[Dataset entries]
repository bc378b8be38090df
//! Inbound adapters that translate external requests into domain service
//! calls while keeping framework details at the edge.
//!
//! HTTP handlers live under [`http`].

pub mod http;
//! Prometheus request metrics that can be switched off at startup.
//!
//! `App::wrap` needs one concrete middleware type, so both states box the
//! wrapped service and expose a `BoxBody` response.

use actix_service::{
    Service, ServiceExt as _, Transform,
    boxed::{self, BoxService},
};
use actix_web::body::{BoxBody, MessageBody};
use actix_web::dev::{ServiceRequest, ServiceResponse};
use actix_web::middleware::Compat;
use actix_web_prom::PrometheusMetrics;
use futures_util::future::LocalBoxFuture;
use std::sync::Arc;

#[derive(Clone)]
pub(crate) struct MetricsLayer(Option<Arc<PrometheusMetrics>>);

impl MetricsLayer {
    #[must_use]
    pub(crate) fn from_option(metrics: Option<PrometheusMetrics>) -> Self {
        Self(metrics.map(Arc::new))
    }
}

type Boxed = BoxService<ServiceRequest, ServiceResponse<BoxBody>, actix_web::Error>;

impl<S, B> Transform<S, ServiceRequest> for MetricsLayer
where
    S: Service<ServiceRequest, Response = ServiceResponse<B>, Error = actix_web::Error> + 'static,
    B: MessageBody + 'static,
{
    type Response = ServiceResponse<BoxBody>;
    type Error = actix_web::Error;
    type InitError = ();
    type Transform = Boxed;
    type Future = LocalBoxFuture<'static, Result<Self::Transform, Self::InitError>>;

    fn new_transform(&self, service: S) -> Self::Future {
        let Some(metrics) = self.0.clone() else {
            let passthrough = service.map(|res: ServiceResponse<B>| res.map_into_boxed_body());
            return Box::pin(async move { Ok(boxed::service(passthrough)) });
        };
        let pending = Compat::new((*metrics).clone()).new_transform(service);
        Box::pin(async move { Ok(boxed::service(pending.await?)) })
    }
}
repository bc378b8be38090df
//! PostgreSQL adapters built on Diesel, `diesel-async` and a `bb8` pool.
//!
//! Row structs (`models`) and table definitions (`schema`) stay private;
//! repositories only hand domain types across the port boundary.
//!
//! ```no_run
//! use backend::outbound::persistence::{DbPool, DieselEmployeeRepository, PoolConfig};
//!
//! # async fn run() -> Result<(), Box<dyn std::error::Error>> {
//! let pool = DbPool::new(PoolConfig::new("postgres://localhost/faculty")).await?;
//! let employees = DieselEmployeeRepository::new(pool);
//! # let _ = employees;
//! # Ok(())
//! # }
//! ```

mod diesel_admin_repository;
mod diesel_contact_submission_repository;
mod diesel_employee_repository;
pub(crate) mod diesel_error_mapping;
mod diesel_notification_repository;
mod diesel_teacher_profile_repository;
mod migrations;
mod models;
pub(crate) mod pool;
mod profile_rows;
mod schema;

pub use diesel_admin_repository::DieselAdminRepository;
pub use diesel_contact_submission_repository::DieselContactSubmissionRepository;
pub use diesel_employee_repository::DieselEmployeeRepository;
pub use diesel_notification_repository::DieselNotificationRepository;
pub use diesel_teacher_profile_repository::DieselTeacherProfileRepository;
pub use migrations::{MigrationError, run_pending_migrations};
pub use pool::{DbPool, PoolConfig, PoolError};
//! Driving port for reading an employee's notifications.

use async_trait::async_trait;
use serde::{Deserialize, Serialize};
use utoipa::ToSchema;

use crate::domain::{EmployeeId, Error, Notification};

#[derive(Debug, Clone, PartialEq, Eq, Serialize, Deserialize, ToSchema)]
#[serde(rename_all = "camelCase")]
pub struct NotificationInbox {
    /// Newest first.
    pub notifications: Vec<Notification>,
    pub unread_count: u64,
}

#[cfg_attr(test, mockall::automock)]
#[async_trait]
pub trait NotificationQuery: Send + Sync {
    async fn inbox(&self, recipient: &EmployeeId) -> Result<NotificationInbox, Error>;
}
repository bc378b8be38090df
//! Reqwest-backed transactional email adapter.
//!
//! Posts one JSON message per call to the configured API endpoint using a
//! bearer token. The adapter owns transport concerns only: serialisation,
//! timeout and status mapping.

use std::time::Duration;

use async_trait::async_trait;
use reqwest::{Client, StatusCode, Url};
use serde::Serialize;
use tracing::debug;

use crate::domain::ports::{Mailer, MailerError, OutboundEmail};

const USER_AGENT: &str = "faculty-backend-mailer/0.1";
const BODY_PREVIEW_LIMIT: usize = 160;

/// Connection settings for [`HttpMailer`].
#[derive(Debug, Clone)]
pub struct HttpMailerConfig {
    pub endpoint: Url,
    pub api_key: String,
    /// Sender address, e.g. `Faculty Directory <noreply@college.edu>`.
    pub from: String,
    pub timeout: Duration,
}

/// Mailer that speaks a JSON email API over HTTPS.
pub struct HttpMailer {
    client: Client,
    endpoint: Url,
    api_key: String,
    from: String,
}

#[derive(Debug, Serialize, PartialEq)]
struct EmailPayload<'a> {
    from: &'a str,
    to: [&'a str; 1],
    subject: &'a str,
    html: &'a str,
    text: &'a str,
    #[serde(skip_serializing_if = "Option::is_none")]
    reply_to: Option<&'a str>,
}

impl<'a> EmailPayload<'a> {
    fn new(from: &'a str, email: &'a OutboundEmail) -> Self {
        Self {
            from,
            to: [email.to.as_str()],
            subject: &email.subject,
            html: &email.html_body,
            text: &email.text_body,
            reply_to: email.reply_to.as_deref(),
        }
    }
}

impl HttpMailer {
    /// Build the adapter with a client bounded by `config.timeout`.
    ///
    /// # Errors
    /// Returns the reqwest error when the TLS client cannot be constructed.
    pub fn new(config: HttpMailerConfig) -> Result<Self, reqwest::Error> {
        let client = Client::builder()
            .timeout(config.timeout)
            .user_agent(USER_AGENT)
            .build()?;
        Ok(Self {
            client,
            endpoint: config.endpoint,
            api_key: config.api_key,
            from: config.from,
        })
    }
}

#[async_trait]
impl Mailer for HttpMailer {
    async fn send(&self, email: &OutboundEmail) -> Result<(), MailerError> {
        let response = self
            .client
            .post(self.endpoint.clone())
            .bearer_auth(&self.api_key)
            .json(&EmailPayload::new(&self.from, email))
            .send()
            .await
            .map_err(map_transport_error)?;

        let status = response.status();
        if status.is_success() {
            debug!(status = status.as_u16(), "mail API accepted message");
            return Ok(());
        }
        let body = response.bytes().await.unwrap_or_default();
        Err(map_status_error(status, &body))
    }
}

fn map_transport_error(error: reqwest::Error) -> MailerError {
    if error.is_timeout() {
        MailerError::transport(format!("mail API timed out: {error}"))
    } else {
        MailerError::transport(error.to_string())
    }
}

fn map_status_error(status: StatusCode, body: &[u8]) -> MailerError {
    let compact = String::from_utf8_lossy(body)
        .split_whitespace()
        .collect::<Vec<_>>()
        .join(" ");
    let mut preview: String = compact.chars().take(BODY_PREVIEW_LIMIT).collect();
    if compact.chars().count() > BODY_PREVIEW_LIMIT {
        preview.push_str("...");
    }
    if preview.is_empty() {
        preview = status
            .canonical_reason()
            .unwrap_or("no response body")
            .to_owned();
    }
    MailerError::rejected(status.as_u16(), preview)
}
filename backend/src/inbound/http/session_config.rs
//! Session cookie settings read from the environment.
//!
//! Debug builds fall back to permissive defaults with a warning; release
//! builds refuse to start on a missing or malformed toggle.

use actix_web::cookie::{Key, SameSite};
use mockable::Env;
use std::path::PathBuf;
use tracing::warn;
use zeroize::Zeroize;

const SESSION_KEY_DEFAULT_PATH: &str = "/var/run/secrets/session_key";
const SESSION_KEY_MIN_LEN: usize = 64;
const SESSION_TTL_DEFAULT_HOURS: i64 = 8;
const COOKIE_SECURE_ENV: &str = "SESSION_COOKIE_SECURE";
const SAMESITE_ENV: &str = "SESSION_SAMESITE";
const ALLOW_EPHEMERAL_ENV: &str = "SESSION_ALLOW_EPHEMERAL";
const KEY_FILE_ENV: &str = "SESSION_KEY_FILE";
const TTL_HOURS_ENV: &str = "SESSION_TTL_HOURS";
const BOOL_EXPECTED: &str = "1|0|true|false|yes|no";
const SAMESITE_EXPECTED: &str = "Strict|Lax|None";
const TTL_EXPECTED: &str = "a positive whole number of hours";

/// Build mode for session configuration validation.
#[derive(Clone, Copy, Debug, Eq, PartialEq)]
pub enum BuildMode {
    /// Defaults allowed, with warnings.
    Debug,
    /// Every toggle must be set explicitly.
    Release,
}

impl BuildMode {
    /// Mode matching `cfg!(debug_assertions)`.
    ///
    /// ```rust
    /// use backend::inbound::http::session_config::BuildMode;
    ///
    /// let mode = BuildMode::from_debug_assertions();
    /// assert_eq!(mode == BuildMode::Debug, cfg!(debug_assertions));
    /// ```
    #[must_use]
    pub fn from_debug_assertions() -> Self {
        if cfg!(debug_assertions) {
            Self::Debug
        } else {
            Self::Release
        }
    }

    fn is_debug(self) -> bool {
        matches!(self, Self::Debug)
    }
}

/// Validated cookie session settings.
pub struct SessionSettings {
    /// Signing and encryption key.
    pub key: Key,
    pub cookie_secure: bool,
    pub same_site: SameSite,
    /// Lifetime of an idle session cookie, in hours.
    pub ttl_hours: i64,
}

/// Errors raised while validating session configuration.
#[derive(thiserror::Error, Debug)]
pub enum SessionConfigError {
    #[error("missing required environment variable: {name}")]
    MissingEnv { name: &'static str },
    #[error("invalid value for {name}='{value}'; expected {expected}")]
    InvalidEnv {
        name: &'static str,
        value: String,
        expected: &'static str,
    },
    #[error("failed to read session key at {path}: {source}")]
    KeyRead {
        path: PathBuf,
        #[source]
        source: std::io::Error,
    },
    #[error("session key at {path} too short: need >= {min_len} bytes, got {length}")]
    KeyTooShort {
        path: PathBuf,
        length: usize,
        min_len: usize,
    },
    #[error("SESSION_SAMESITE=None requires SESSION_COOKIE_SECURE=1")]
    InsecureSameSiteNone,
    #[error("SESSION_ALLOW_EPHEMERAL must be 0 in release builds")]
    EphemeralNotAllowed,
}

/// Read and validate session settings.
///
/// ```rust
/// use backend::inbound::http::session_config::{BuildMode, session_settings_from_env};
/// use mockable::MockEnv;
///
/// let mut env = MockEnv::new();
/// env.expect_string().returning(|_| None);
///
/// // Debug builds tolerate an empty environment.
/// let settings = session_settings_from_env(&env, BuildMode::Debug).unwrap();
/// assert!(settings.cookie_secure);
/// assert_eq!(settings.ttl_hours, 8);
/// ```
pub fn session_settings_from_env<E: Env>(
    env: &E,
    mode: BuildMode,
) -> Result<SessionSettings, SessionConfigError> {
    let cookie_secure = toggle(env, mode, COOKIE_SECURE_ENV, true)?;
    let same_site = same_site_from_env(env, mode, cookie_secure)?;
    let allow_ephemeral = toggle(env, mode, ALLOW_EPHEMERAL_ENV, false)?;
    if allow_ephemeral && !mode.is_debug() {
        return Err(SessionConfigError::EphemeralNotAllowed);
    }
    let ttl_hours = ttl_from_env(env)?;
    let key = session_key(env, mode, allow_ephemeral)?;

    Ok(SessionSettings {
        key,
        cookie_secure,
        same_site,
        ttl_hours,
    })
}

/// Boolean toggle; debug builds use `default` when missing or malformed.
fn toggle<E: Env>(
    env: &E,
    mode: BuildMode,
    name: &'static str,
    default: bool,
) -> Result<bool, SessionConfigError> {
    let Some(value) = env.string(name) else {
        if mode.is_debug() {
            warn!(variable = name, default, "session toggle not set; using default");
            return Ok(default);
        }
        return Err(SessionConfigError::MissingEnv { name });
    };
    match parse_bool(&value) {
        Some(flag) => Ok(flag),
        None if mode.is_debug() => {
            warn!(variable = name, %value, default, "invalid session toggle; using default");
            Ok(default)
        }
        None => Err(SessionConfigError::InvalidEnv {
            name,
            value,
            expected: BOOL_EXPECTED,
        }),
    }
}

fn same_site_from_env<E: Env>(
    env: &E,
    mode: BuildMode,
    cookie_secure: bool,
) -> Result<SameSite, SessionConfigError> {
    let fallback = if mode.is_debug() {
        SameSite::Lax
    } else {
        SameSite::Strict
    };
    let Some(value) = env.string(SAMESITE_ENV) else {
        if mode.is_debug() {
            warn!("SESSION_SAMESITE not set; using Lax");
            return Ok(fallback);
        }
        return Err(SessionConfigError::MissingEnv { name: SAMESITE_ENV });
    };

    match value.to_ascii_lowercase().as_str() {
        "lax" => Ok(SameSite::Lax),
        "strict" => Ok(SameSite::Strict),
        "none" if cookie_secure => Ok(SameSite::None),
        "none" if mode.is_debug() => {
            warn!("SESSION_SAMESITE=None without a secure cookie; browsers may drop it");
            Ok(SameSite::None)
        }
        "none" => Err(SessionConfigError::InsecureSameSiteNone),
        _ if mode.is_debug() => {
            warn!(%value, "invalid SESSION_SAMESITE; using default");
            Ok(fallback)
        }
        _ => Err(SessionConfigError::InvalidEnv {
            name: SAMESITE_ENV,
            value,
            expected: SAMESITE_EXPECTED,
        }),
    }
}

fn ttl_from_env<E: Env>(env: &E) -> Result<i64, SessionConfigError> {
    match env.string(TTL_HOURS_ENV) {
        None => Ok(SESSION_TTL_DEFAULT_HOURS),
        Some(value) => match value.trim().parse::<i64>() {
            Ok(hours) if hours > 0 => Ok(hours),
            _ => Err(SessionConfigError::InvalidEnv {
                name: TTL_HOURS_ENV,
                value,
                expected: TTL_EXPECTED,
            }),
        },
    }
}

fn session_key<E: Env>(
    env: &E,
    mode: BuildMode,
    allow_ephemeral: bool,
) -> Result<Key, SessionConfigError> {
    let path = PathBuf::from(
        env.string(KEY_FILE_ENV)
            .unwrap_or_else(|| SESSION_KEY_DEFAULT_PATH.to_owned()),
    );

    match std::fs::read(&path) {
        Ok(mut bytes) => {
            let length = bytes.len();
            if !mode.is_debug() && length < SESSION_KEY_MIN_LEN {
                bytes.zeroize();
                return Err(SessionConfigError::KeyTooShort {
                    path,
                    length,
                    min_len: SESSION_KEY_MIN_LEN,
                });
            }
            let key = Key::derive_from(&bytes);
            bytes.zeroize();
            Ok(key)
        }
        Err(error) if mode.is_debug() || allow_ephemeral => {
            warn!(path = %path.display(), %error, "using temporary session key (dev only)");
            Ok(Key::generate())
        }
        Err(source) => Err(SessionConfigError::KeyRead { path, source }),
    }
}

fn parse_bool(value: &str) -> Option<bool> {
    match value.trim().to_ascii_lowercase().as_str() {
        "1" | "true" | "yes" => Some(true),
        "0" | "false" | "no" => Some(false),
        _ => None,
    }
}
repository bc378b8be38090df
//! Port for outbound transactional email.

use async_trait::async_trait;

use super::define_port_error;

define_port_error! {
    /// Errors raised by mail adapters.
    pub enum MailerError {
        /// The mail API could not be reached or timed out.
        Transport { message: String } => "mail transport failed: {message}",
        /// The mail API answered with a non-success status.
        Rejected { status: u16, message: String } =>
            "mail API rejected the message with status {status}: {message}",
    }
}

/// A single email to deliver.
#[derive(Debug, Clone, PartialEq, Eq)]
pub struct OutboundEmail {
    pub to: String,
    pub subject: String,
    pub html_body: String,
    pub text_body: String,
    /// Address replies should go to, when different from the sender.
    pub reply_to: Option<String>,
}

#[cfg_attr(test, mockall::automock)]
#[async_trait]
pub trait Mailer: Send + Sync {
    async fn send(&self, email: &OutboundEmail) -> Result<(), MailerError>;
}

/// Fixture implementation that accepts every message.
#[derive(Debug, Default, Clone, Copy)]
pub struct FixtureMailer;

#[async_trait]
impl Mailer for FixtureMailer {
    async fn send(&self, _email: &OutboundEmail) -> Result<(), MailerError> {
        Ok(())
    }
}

(YOUR ASSIGNMENT) Every line of the entries above that holds "zeroize" should be copied out.

(RESULT)
use zeroize::Zeroize;
                bytes.zeroize();
            bytes.zeroize();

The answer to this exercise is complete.